BEGIN Task inputs
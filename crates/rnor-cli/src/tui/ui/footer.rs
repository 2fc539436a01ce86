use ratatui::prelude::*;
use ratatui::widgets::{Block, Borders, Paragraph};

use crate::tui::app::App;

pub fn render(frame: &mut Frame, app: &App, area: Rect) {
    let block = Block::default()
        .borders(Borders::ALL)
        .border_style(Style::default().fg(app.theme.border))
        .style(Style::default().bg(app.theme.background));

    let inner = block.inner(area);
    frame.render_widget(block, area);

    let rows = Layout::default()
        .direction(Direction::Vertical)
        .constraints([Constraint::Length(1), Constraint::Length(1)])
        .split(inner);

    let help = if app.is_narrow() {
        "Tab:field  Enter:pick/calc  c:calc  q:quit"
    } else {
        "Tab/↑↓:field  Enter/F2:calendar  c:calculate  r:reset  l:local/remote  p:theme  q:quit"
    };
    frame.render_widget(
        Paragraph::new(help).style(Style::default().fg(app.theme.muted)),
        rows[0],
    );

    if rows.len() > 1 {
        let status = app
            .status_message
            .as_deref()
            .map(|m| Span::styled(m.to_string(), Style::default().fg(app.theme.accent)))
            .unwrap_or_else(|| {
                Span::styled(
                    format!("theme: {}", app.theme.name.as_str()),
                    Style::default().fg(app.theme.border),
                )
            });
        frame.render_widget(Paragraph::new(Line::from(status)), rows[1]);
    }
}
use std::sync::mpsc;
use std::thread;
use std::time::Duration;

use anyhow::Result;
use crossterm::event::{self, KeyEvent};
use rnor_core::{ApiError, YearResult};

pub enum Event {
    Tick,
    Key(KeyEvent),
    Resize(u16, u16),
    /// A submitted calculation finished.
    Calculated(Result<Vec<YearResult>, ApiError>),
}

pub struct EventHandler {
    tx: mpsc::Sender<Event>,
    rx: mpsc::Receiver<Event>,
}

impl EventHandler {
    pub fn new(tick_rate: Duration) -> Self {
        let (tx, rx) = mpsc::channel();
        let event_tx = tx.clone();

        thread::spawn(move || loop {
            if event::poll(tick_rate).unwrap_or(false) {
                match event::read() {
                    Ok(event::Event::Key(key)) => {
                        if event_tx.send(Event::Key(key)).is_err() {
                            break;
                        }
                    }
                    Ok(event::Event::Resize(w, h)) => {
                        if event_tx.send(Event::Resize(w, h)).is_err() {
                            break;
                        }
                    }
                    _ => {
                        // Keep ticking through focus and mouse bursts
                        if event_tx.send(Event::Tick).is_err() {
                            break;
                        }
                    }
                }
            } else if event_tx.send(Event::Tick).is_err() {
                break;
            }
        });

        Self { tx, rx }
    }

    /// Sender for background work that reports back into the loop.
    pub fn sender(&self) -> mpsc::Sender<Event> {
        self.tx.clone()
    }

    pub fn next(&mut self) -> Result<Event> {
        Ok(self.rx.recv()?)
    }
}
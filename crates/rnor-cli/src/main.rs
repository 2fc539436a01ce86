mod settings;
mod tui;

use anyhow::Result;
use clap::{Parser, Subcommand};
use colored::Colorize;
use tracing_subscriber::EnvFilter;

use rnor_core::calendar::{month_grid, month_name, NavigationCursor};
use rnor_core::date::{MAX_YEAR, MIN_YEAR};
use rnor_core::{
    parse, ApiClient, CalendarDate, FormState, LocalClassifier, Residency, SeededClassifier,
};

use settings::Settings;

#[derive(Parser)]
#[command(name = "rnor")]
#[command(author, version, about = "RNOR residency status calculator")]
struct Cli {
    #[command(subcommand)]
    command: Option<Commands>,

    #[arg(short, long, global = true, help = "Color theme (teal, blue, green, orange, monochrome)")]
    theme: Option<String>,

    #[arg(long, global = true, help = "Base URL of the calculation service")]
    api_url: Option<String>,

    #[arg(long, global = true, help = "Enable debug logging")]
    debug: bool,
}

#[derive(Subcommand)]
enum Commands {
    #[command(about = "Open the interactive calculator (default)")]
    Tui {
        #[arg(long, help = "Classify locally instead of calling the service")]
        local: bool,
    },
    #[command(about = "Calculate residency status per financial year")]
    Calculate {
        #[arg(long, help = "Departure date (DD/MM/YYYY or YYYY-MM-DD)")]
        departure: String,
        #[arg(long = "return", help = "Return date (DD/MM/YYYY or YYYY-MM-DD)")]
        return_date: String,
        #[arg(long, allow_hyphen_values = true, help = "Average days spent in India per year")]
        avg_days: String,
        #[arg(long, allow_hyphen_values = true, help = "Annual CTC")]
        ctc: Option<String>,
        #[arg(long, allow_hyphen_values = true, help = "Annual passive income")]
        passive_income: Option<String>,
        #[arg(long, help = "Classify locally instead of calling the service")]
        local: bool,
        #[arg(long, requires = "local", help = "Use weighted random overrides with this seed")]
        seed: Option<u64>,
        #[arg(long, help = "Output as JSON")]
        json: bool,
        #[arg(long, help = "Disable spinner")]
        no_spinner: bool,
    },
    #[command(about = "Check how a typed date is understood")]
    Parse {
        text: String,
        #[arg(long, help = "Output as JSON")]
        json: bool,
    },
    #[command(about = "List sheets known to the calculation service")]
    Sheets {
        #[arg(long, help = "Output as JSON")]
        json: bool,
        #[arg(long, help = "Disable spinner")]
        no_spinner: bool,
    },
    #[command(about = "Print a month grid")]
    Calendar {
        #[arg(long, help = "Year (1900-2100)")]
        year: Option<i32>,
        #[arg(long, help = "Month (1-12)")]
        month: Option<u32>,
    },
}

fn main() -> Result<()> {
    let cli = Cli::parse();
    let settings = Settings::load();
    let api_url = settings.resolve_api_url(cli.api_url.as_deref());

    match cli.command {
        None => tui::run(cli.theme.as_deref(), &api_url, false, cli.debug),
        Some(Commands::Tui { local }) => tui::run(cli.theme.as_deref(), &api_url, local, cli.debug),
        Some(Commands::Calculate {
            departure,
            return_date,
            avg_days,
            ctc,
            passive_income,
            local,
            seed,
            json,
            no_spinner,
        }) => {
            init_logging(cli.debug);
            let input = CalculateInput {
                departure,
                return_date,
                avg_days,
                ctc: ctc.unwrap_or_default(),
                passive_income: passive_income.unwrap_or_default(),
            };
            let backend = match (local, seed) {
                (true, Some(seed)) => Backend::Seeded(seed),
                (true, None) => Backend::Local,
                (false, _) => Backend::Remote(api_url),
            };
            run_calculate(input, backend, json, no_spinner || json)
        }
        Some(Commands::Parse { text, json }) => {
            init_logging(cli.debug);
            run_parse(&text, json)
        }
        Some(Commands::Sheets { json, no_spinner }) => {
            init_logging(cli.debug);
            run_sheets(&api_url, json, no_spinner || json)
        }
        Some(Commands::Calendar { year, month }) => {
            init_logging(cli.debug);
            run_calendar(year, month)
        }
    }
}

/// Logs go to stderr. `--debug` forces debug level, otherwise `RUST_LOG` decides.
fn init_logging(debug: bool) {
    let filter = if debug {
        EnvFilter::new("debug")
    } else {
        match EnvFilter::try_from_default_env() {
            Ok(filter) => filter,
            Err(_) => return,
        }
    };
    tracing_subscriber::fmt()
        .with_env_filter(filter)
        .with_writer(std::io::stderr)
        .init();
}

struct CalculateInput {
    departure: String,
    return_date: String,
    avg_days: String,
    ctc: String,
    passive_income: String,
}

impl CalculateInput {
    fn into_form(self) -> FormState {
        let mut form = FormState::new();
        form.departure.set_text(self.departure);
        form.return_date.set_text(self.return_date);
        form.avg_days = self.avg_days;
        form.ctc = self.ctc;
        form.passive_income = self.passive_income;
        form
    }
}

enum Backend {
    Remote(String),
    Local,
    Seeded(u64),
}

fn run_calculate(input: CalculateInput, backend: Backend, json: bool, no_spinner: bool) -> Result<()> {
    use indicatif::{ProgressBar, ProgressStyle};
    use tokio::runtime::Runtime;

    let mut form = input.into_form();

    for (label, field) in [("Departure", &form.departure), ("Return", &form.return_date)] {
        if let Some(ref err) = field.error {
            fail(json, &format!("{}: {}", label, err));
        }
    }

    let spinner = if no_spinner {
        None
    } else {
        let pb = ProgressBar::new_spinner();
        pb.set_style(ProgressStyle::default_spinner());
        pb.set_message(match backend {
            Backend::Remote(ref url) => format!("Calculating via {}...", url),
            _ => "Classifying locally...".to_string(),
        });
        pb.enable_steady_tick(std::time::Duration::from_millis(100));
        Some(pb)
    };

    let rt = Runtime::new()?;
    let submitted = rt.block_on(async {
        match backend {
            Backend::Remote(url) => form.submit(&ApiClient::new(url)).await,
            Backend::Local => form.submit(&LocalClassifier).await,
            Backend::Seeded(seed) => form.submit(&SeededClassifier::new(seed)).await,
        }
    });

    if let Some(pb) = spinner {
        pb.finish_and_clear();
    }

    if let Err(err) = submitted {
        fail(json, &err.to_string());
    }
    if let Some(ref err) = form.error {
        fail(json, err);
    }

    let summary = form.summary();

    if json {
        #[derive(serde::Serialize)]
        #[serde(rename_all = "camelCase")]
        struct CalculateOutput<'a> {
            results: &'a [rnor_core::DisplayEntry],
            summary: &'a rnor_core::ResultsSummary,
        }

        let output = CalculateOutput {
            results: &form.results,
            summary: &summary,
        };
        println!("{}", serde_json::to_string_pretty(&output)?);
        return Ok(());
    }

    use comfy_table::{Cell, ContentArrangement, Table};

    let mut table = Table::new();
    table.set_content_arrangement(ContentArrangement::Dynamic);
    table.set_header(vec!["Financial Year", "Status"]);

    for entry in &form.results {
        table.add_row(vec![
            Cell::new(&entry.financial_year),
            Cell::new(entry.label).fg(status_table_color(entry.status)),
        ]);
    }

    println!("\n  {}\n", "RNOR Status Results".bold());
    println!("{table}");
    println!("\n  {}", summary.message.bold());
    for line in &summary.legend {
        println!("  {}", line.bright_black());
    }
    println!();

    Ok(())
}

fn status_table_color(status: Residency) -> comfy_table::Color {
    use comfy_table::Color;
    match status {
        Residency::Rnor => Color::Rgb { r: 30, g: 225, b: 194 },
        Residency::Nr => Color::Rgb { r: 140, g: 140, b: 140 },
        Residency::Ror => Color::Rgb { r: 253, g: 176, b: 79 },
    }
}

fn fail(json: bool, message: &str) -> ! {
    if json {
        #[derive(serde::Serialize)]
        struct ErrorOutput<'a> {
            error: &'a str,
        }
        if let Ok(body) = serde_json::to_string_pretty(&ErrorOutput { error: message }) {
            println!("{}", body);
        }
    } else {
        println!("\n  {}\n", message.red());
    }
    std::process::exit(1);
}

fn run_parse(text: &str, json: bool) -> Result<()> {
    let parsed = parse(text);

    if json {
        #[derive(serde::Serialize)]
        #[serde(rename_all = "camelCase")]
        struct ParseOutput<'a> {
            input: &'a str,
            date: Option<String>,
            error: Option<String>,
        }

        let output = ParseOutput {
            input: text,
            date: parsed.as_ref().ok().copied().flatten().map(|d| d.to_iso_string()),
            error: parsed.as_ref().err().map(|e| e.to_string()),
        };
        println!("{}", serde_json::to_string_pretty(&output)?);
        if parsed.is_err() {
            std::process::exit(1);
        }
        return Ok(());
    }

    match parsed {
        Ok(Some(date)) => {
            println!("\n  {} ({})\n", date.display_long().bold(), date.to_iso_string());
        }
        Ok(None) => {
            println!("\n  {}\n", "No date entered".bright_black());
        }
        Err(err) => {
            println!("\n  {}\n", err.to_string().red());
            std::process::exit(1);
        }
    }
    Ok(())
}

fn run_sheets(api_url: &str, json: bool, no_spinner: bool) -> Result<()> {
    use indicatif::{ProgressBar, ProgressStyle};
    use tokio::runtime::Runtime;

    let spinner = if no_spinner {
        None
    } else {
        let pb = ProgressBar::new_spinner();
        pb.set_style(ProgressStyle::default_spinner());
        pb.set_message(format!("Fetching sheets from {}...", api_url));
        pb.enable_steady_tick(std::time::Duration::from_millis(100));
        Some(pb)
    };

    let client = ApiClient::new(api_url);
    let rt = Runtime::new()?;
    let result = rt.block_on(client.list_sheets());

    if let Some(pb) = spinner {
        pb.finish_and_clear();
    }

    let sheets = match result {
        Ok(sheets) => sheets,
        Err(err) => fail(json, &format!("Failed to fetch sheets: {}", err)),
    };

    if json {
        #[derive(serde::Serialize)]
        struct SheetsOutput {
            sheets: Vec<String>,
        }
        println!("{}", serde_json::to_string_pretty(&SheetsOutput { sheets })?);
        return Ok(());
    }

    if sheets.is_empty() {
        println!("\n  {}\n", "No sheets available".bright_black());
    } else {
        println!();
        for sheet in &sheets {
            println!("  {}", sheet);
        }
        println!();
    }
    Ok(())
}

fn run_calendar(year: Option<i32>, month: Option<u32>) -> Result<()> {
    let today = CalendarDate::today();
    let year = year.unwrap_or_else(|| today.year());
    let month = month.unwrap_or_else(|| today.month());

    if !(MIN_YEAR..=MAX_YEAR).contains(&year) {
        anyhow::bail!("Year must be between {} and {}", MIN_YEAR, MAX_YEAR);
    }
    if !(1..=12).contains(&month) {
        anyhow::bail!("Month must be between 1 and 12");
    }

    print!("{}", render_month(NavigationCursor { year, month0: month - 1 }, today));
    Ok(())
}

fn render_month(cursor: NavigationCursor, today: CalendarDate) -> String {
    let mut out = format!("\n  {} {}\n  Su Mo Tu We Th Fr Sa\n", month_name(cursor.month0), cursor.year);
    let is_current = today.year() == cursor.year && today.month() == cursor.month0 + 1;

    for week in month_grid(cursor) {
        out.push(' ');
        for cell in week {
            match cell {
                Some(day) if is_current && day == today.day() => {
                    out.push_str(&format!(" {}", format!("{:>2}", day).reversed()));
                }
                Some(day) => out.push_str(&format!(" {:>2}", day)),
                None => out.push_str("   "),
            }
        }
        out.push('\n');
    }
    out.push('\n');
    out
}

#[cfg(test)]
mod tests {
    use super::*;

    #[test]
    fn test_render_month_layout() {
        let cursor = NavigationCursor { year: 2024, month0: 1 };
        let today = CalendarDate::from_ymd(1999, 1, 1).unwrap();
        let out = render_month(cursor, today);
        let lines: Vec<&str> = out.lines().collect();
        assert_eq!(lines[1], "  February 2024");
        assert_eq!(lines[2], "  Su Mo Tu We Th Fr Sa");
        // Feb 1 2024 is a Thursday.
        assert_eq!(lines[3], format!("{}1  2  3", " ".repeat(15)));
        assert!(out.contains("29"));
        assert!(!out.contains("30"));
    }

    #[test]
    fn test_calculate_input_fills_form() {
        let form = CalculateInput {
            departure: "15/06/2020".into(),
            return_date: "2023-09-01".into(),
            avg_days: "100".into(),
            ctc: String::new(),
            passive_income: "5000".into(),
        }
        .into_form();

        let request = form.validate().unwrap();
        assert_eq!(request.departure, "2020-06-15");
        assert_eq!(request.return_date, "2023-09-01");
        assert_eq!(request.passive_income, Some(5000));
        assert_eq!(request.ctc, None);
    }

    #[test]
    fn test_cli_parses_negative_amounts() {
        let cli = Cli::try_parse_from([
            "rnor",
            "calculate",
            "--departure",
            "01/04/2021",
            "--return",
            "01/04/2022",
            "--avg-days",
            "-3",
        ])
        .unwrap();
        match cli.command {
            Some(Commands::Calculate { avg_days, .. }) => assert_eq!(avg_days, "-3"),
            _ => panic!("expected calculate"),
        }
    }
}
END Task inputs
■ **Task goal**
From the records above, copy each line where the word "crates" can be found.

■ **Solution**
filename crates/rnor-cli/src/tui/ui/footer.rs
filename crates/rnor-cli/src/main.rs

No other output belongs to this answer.